use std::{collections::VecDeque, sync::Arc};

use chrono::{DateTime, FixedOffset};
use parking_lot::Mutex;
use serde::Serialize;
use sha2::{Digest, Sha256};

use crate::domain::{FetchedMessage, SpamAction, Verdict};

pub const DEFAULT_CAPACITY: usize = 50;

/// Lower-case hex SHA-256 of the raw message.
pub fn fingerprint(body: &[u8]) -> String {
    hex::encode(Sha256::digest(body))
}

#[derive(Debug, Clone, Serialize)]
pub struct ActivityEntry {
    pub fingerprint: String,
    pub score: f64,
    pub action: SpamAction,
    pub account: String,
    pub sender: String,
    pub subject: String,
    pub date: DateTime<FixedOffset>,
    #[serde(skip)]
    pub body: Vec<u8>,
}

impl ActivityEntry {
    pub fn new(account: &str, message: &FetchedMessage, verdict: &Verdict) -> Self {
        Self {
            fingerprint: fingerprint(&message.body),
            score: verdict.score,
            action: verdict.action,
            account: account.to_string(),
            sender: message.envelope.sender.clone(),
            subject: message.envelope.subject.clone(),
            date: message.envelope.date,
            body: message.body.clone(),
        }
    }
}

/// Bounded history of recent verdicts, oldest evicted first.
#[derive(Debug)]
pub struct RecentActivityQueue {
    entries: Mutex<VecDeque<Arc<ActivityEntry>>>,
    capacity: usize,
}

impl RecentActivityQueue {
    pub fn new(capacity: usize) -> Self {
        let capacity = capacity.max(1);
        Self {
            entries: Mutex::new(VecDeque::with_capacity(capacity)),
            capacity,
        }
    }

    pub fn push(&self, entry: ActivityEntry) {
        let mut entries = self.entries.lock();
        while entries.len() >= self.capacity {
            entries.pop_front();
        }
        entries.push_back(Arc::new(entry));
    }

    /// Snapshot in insertion order.
    pub fn list(&self) -> Vec<Arc<ActivityEntry>> {
        self.entries.lock().iter().cloned().collect()
    }

    /// Most recent entry with this fingerprint.
    pub fn find_by_fingerprint(&self, fingerprint: &str) -> Option<Arc<ActivityEntry>> {
        self.entries
            .lock()
            .iter()
            .rev()
            .find(|entry| entry.fingerprint == fingerprint)
            .cloned()
    }

    pub fn len(&self) -> usize {
        self.entries.lock().len()
    }
}

impl Default for RecentActivityQueue {
    fn default() -> Self {
        Self::new(DEFAULT_CAPACITY)
    }
}
use metrics::{counter, describe_counter, with_local_recorder};
use metrics_exporter_prometheus::{PrometheusBuilder, PrometheusHandle, PrometheusRecorder};

use crate::domain::SpamAction;

const ACTIONS_TOTAL: &str = "eatspam_actions_total";
const HTTP_REQUESTS_TOTAL: &str = "eatspam_http_requests_total";

/// Process-wide counters, created once in `app.rs` and shared by `Arc` with the
/// coordinator and the dashboard for the lifetime of the process.
///
/// The recorder is owned here instead of being installed globally, so every
/// sink (and every test) keeps its own registry.
pub struct MetricsSink {
    recorder: PrometheusRecorder,
    handle: PrometheusHandle,
}

impl MetricsSink {
    pub fn new() -> Self {
        let recorder = PrometheusBuilder::new().build_recorder();
        let handle = recorder.handle();
        let sink = Self { recorder, handle };

        with_local_recorder(&sink.recorder, || {
            describe_counter!(ACTIONS_TOTAL, "Number of verdicts per action.");
            describe_counter!(HTTP_REQUESTS_TOTAL, "Dashboard requests.");
            for action in SpamAction::ALL {
                counter!(ACTIONS_TOTAL, "action" => action.to_string()).absolute(0);
            }
        });
        sink
    }

    pub fn increment_action(&self, action: SpamAction) {
        with_local_recorder(&self.recorder, || {
            counter!(ACTIONS_TOTAL, "action" => action.to_string()).increment(1);
        });
    }

    pub fn record_request(&self, method: &str, route: &str, status: u16) {
        with_local_recorder(&self.recorder, || {
            counter!(
                HTTP_REQUESTS_TOTAL,
                "method" => method.to_owned(),
                "route" => route.to_owned(),
                "status" => status.to_string()
            )
            .increment(1);
        });
    }

    /// Prometheus text exposition of every counter.
    pub fn render(&self) -> String {
        self.handle.render()
    }

    #[cfg(test)]
    pub fn action_count(&self, action: SpamAction) -> u64 {
        let prefix = format!("{ACTIONS_TOTAL}{{action=\"{action}\"}} ");
        self.render()
            .lines()
            .find_map(|line| line.strip_prefix(prefix.as_str()))
            .and_then(|value| value.trim().parse().ok())
            .unwrap_or(0)
    }
}

impl Default for MetricsSink {
    fn default() -> Self {
        Self::new()
    }
}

> [Aim of the exercise] Lines that hold "test" are the ones to copy, so pick each out from the data.

> [The answer]
/// sink (and every test) keeps its own registry.
    #[cfg(test)]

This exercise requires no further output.